The world lit up with sudden flashes of blinding light, like angry blasts from the beyond. Big, fat raindrops erupted in torrents, pounding a savage, primordial beat that left the soul quaking and raw.
She jerked up in bed, shaken, confused, and reached out to turn on the fan, but realized the power had gone out. The air was heavy, sweltering. It was hard to breathe. The world lit up again and she dove under the sweat-drenched sheets, covering her ears with her hands to shut out the deafening cracks in the facade of the night, the glimpses of whirling, sucking horror that lay beneath. But when they came, her hands were no protection. They drilled through her head mercilessly, splitting, shattering. She tossed and turned under the covers, and finally fell into a turbulent sleep.
But there was no rest in sleep that night. She dreamed that someone lay next to her on the bed. He lay on his side, with his back to her. Something sprouted in the bottom of her gut like mold and worked its way up to her heart, clutching, squeezing. When he turned his head slowly to face her, his teeth jutted out of his mouth in a gruesome parody of a grin, and his soulless eyeballs shifted in bony eye sockets. She stared at him, telling herself that this was a dream, that it wasn’t real; it couldn’t be. It was the effect of the storm.

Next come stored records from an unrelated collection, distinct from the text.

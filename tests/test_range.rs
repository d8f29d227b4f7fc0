use alpha_poker::cards::*;
use alpha_poker::config::EngineConfig;
use alpha_poker::range::*;
use approx::assert_relative_eq;
use rand::rngs::StdRng;
use rand::SeedableRng;

fn c(notation: &str) -> Card {
    parse_card(notation).unwrap()
}

fn live_cards(hero: [Card; 2], board: &[Card]) -> Vec<Card> {
    let mut dead = hero.to_vec();
    dead.extend_from_slice(board);
    remaining_cards(&dead)
}

fn river_range(profile: Profile) -> (VillainRange, [Card; 2], Vec<Card>) {
    let hero = [c("As"), c("Kd")];
    let board = parse_board("Ah9c5d2sJh").unwrap();
    (build_range(&live_cards(hero, &board), profile), hero, board)
}

#[test]
fn test_range_excludes_dead_cards() {
    let (range, hero, board) = river_range(Profile::Balanced);
    // 45 live cards
    assert_eq!(range.len(), 990);
    let dead = mask_of(&hero) | mask_of(&board);
    assert!(range.combos().iter().all(|combo| combo.mask() & dead == 0));
}

#[test]
fn test_cumulative_weights_are_monotonic() {
    let range = build_range(&remaining_cards(&[]), Profile::Loose);
    let mut previous = 0.0;
    for combo in range.combos() {
        assert!(combo.weight > 0.0);
        assert!(combo.cumulative > previous);
        previous = combo.cumulative;
    }
    assert_relative_eq!(previous, range.total_weight());
}

#[test]
fn test_profiles_shape_weights() {
    for profile in Profile::ALL {
        let aces = profile.weight(c("As"), c("Ah"));
        let trash = profile.weight(c("7s"), c("2h"));
        assert!(aces > trash, "{} should weight AA above 72o", profile);
    }
    let tight = Profile::Tight;
    assert!(tight.weight(c("As"), c("Kh")) > tight.weight(c("6s"), c("5h")));
    let aggressive = Profile::Aggressive;
    assert!(aggressive.weight(c("8s"), c("7s")) > aggressive.weight(c("Ks"), c("4d")));
}

#[test]
fn test_profile_serde_names() {
    assert_eq!(serde_json::to_string(&Profile::Aggressive).unwrap(), "\"aggressive\"");
    let parsed: Profile = serde_json::from_str("\"tight\"").unwrap();
    assert_eq!(parsed, Profile::Tight);
}

#[test]
fn test_weighted_sampling_is_seeded() {
    let range = build_range(&remaining_cards(&[]), Profile::Tight);
    let mut a = StdRng::seed_from_u64(9);
    let mut b = StdRng::seed_from_u64(9);
    for _ in 0..100 {
        assert_eq!(range.sample_index(&mut a), range.sample_index(&mut b));
    }
}

#[test]
fn test_restrict_by_notation() {
    let (range, _, _) = river_range(Profile::Balanced);
    let narrowed = range.restrict("QQ+,AKs").unwrap();
    // QQ 6, KK 3 (Kd dead), AA 1 (As Ah dead), AKs 1 (only clubs live)
    assert_eq!(narrowed.len(), 11);
    assert!(narrowed.total_weight() < range.total_weight());
    assert!(range.restrict("").is_err());
    assert!(range.restrict("XYz").is_err());
}

#[test]
fn test_parse_range_expansion() {
    assert_eq!(parse_range("JJ+"), vec!["JJ", "QQ", "KK", "AA"]);
    assert_eq!(parse_range("ATs+"), vec!["ATs", "AJs", "AQs", "AKs"]);
    assert_eq!(parse_range("66-88"), vec!["66", "77", "88"]);
    assert_eq!(parse_range("KTo-KQo"), vec!["KTo", "KJo", "KQo"]);
    assert_eq!(parse_range("AKs, AKs,72o"), vec!["AKs", "72o"]);
}

#[test]
fn test_annotation_is_deterministic_on_the_river() {
    let config = EngineConfig::default();
    let (mut a, hero, board) = river_range(Profile::Balanced);
    let (mut b, _, _) = river_range(Profile::Balanced);
    let live = live_cards(hero, &board);
    let sims_a = a.annotate_hero_equity(hero, &board, &live, &config, 1, None).unwrap();
    let sims_b = b.annotate_hero_equity(hero, &board, &live, &config, 2, None).unwrap();
    // One showdown per combo on a complete board
    assert_eq!(sims_a, 990);
    assert_eq!(sims_b, 990);
    assert_relative_eq!(a.hero_equity(), b.hero_equity());

    let set_of_nines = a
        .combos()
        .iter()
        .find(|combo| combo.cards == [c("9s"), c("9h")] || combo.cards == [c("9h"), c("9s")])
        .unwrap();
    assert_eq!(set_of_nines.hero_equity, 0.0);
    assert!(a.hero_equity() > 0.7);
}

#[test]
fn test_combo_labels() {
    let range = build_range(&[c("As"), c("Ks"), c("Kd")], Profile::Balanced);
    let labels: Vec<String> = range.combos().iter().map(WeightedCombo::label).collect();
    assert_eq!(labels, vec!["AKs", "AKo", "KK"]);
}

#[test]
fn test_annotation_respects_the_live_pool() {
    let hero = [c("As"), c("Ah")];
    let board = parse_board("KdQc7s").unwrap();
    let live = parse_cards("2c3c4c5c").unwrap();
    let mut range = build_range(&live, Profile::Balanced);
    let sims = range
        .annotate_hero_equity(hero, &board, &live, &EngineConfig::default(), 0, None)
        .unwrap();
    assert_eq!(range.len(), 6);
    assert_eq!(sims, 6);
    assert!(range.combos().iter().all(|combo| combo.hero_equity == 0.0));
}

Suddenly she felt herself being seized by her nightgown in the back of her neck. And something sinister began throbbing in the room. Her skin crawling with fear, heart thudding painfully against her ribs, she felt herself being lifted up, up, off the bed, all the way to the ceiling. Now she was looking down at the thing on her bed, held up by the scruff like a defenseless kitten. The thing stared up at her, grinning the whole time, and the room continued oozing with something menacing, malevolent.
“What do you want from me?” she whispered, head and limbs dangling from the ceiling.
All of a sudden she plummeted to the bed with a force that knocked the wind out of her. She lay there for a few minutes, eyes closed, catching her breath, then opened her eyes and looked around tentatively for the thing lying next to her. It was gone.
Leaping out of bed, she ran to the window and threw it open. It was daylight. Somehow she had slept through the night. The sun was coming out, beaming warmth, reassurance. The air was pungent with the sweet aftermath of a cleansing rain. Shrubs and trees danced with new life, and the gentle, herby smell of chrysanthemums saturated the air.
She breathed deeply, filling every pore, every cell in her body with that smell and that warmth, and slowly exhaled.